For unstructured For unstructured problems, it's useful
to have a list of questions to ask that
might serve as guides for ensuring
that we understand the problemproblems, it's useful to have a list of questions to ask that might serve as guides for ensuring that we understand the problem. For that purpose, I offer the list below, in no particular order.
- What questions would I like to know the answers to?
- If I had the answer to question X, what do I think the answer would be?
- If I had the answer to question X, what questions would I ask next?
- I don't know the answer to question X, but what do I know about the answer to question X?
- I don't know the answer to question X, but what do I know about the answer to question X that I've forgotten I know?
- What's the significance of the answer to question X? What does it matter?
- If I had the answer to question X how could it change what I'm doing now? How would it change what I plan to do next?
- The answer to question X was Y last week.
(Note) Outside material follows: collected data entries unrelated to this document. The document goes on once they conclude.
//! Surface heuristics feeding the full fusion policy.
//!
//! These read the heuristic-normalised text (see
//! [`normalize_for_heuristics`]) and split on whitespace only.

use std::collections::{HashMap, HashSet};

use serde::{Deserialize, Serialize};

use super::metrics::inverted_variance;
use super::text::normalize_for_heuristics;

#[derive(Debug, Clone, Copy, PartialEq, Default, Serialize, Deserialize)]
pub struct TextHeuristicScores {
    pub repetition: f32,
    pub complexity: f32,
    pub consistency: f32,
}

#[derive(Debug, Clone, Copy)]
pub struct TextHeuristics {
    variance_k: f32,
}

impl TextHeuristics {
    pub fn new(variance_k: f32) -> Self {
        Self { variance_k }
    }

    /// Score `transcript`; empty text scores 0 on every heuristic.
    pub fn score(&self, transcript: &str) -> TextHeuristicScores {
        let text = normalize_for_heuristics(transcript);
        let words: Vec<&str> = text.split_whitespace().collect();
        let scores = TextHeuristicScores {
            repetition: repetition(&words),
            complexity: self.complexity(&text),
            consistency: consistency(&words),
        };
        log::debug!(
            "linguistic: heuristics repetition={:.3} complexity={:.3} consistency={:.3}",
            scores.repetition,
            scores.complexity,
            scores.consistency
        );
        scores
    }

    /// Inverted variance of words per `.`-delimited sentence.
    fn complexity(&self, text: &str) -> f32 {
        let lengths: Vec<f32> = text
            .split('.')
            .map(str::trim)
            .filter(|s| !s.is_empty())
            .map(|s| s.split_whitespace().count() as f32)
            .collect();
        if lengths.is_empty() {
            return 0.0;
        }
        inverted_variance(&lengths, self.variance_k)
    }
}

/// Count of the most frequent 3-word phrase per ten words, capped at 1.
fn repetition(words: &[&str]) -> f32 {
    if words.len() < 3 {
        return 0.0;
    }
    let mut counts: HashMap<[&str; 3], usize> = HashMap::new();
    for w in words.windows(3) {
        *counts.entry([w[0], w[1], w[2]]).or_insert(0) += 1;
    }
    let max = counts.values().copied().max().unwrap_or(0);
    let expected = words.len() as f32 / 10.0;
    (max as f32 / expected).min(1.0)
}

/// `1 - min(1, 2 * TTR)`: only heavily repetitive vocabulary scores above 0.
fn consistency(words: &[&str]) -> f32 {
    if words.is_empty() {
        return 0.0;
    }
    let ttr = words.iter().collect::<HashSet<_>>().len() as f32 / words.len() as f32;
    1.0 - (ttr * 2.0).min(1.0)
}

#[cfg(test)]
mod tests {
    use super::*;

    fn heuristics() -> TextHeuristics {
        TextHeuristics::new(2.0)
    }

    #[test]
    fn empty_text_scores_zero() {
        assert_eq!(heuristics().score(""), TextHeuristicScores::default());
        assert_eq!(heuristics().score("  \n "), TextHeuristicScores::default());
    }

    #[test]
    fn repeated_phrase_saturates_repetition() {
        // 30 words, one phrase ten times: 10 / 3 > 1.
        let text = "i love you ".repeat(10);
        assert_eq!(heuristics().score(&text).repetition, 1.0);
    }

    #[test]
    fn phrase_repeated_ceil_words_over_ten_times_saturates() {
        // 25 words; "the red fox" three times = ceil(25 / 10).
        let text = "the red fox ran far the red fox sat down the red fox \
                    then slept under a big oak tree by the calm river bank";
        let scores = heuristics().score(text);
        assert_eq!(text.split_whitespace().count(), 25);
        assert_eq!(scores.repetition, 1.0);
    }

    #[test]
    fn unique_phrases_score_low() {
        let text = "one two three four five six seven eight nine ten eleven twelve";
        // Every trigram once: 1 / 1.2.
        let r = heuristics().score(text).repetition;
        assert!((r - 1.0 / 1.2).abs() < 1e-6, "r = {r}");
    }

    #[test]
    fn equal_sentences_have_full_complexity() {
        let s = heuristics().score("Cats eat fish. Dogs eat meat.");
        assert_eq!(s.complexity, 1.0);
    }

    #[test]
    fn varied_sentences_lower_complexity() {
        let s = heuristics().score(
            "Yes. This particular sentence is considerably longer than the first one was.",
        );
        assert!(s.complexity < 1.0);
    }

    #[test]
    fn consistency_tracks_vocabulary_repetition() {
        assert_eq!(heuristics().score("all different words here").consistency, 0.0);
        // TTR 1/8 -> 1 - 0.25
        let s = heuristics().score("la la la la la la la la");
        assert!((s.consistency - 0.75).abs() < 1e-6);
    }
}
//! Qualitative bands used to explain individual scores.

use serde::{Deserialize, Serialize};

use crate::config::FusionConfig;

#[derive(Debug, Clone, Copy, PartialEq, Eq, Serialize, Deserialize)]
#[serde(rename_all = "lowercase")]
pub enum Band {
    High,
    Moderate,
    Low,
}

impl Band {
    /// Wording used for fusion signals.
    pub fn indicator_label(self) -> &'static str {
        match self {
            Band::High => "Strong",
            Band::Moderate => "Moderate",
            Band::Low => "Weak",
        }
    }

    /// Wording used for linguistic metrics.
    pub fn likelihood_label(self) -> &'static str {
        match self {
            Band::High => "High",
            Band::Moderate => "Moderate",
            Band::Low => "Low",
        }
    }
}

/// Strict lower bounds of the upper two bands.
#[derive(Debug, Clone, Copy, PartialEq)]
pub struct BandThresholds {
    pub strong: f32,
    pub moderate: f32,
}

impl Default for BandThresholds {
    fn default() -> Self {
        Self {
            strong: 0.8,
            moderate: 0.6,
        }
    }
}

impl BandThresholds {
    pub fn from_config(config: &FusionConfig) -> Self {
        Self {
            strong: config.strong_threshold,
            moderate: config.moderate_threshold,
        }
    }

    /// ```rust
    /// use ai_voice_detector::fusion::{Band, BandThresholds};
    ///
    /// let t = BandThresholds::default();
    /// assert_eq!(t.classify(0.81), Band::High);
    /// assert_eq!(t.classify(0.8), Band::Moderate);
    /// assert_eq!(t.classify(0.6), Band::Low);
    /// ```
    pub fn classify(&self, score: f32) -> Band {
        if score > self.strong {
            Band::High
        } else if score > self.moderate {
            Band::Moderate
        } else {
            Band::Low
        }
    }

    /// `"Strong indicator (0.83)"`.
    pub fn indicator(&self, score: f32) -> SignalScore {
        let band = self.classify(score);
        SignalScore {
            score,
            band,
            explanation: format!("{} indicator ({score:.2})", band.indicator_label()),
        }
    }

    /// `"High likelihood of AI generation (0.83)"`.
    pub fn likelihood(&self, score: f32) -> String {
        format!(
            "{} likelihood of AI generation ({score:.2})",
            self.classify(score).likelihood_label()
        )
    }
}

/// One contributing signal with its band and rendered explanation.
#[derive(Debug, Clone, PartialEq, Serialize, Deserialize)]
pub struct SignalScore {
    pub score: f32,
    pub band: Band,
    pub explanation: String,
}

#[cfg(test)]
mod tests {
    use super::*;

    #[test]
    fn bands_use_strict_thresholds() {
        let t = BandThresholds::default();
        assert_eq!(t.classify(1.0), Band::High);
        assert_eq!(t.classify(0.7), Band::Moderate);
        assert_eq!(t.classify(0.0), Band::Low);
    }

    #[test]
    fn explanations_are_rendered_with_two_decimals() {
        let t = BandThresholds::default();
        assert_eq!(t.indicator(0.834).explanation, "Strong indicator (0.83)");
        assert_eq!(t.indicator(0.65).explanation, "Moderate indicator (0.65)");
        assert_eq!(t.likelihood(0.1), "Low likelihood of AI generation (0.10)");
    }

    #[test]
    fn thresholds_follow_config() {
        let config = FusionConfig {
            strong_threshold: 0.5,
            moderate_threshold: 0.2,
            ..FusionConfig::default()
        };
        let t = BandThresholds::from_config(&config);
        assert_eq!(t.classify(0.55), Band::High);
        assert_eq!(t.classify(0.3), Band::Moderate);
    }
}
//! Closed-class English word lists used by the structural heuristics.
//!
//! All entries are lowercase.

pub const PREPOSITIONS: &[&str] = &[
    "about", "above", "across", "after", "against", "along", "among", "around", "at", "before",
    "behind", "below", "beneath", "beside", "between", "beyond", "by", "despite", "down",
    "during", "except", "for", "from", "in", "inside", "into", "near", "of", "off", "on", "onto",
    "out", "outside", "over", "past", "per", "through", "throughout", "to", "toward", "towards",
    "under", "underneath", "up", "upon", "via", "with", "within", "without",
];

/// Articles, demonstratives, possessives and quantifiers.
pub const DETERMINERS: &[&str] = &[
    "a", "an", "the", "this", "these", "those", "my", "your", "his", "her", "its", "our",
    "their", "some", "any", "each", "every", "no", "another", "such", "several", "many", "few",
    "both", "either", "neither", "all", "most",
];

/// Words that open an embedded clause.
pub const SUBORDINATORS: &[&str] = &[
    "that", "which", "who", "whom", "whose", "because", "although", "though", "if", "unless",
    "when", "whenever", "while", "whereas", "where", "wherever", "since", "until", "once",
    "whether",
];

/// Function words that never head a noun phrase.
pub const STOPWORDS: &[&str] = &[
    "a", "an", "the", "and", "or", "but", "nor", "so", "yet", "i", "me", "my", "we", "us",
    "our", "you", "your", "he", "him", "his", "she", "her", "it", "its", "they", "them",
    "their", "this", "that", "these", "those", "is", "am", "are", "was", "were", "be", "been",
    "being", "have", "has", "had", "do", "does", "did", "will", "would", "shall", "should",
    "can", "could", "may", "might", "must", "not", "no", "very", "too", "also", "just", "then",
    "than", "there", "here", "what", "which", "who", "whom", "whose", "how", "why", "when",
    "where", "if", "as", "of", "in", "on", "at", "by", "for", "with", "to", "from", "up",
    "down", "out", "about", "into", "over", "under", "again", "some", "any", "each", "every",
    "all", "both", "more", "most", "such", "own", "same", "other", "only", "now", "well",
    "indeed", "furthermore", "however", "because", "while", "although", "though", "unless",
    "until", "since", "whether", "yes", "oh",
];

/// Derivational endings that mark nouns.
pub const NOUN_SUFFIXES: &[&str] = &[
    "tion", "sion", "ment", "ness", "ity", "ance", "ence", "ship", "ism", "ist", "ogy", "hood",
    "dom", "ure", "age",
];

/// Abbreviations whose trailing period does not end a sentence.
pub const ABBREVIATIONS: &[&str] = &[
    "mr", "mrs", "ms", "dr", "prof", "sr", "jr", "st", "vs", "etc", "inc", "ltd",
];

pub fn contains(list: &[&str], word: &str) -> bool {
    list.contains(&word)
}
Is the answer still Y this week?
- What did I believe to be true in the past that turned out not to be true?
- Among those of my past beliefs that turned out to be mistaken, is there any discernable pattern?
- Which cognitive biases have affected my judgment in the past?
- Which cognitive biases might at this moment be affecting my judgment?
- Among the cognitive biases that affected my judgment in the past, is there any discernible pattern?
- What questions would have been useful to ask in the past if only I had asked them?
- How do we know that we've included all the risks (all the expenses, all the revenue, all the …) that we needed to include?
- What am I assuming that I'm unaware I'm assuming?
- Why am I asking question X?
- How do I know what I know about X?
- Why do I not know the answer to question X? What missing pieces would let me find that answer?
- What am I not asking questions about?
- I know that solution S is a solution to Problem P, but how do I know that there isn't a better solution?
- Have I confirmed that this problem is my problem to solve?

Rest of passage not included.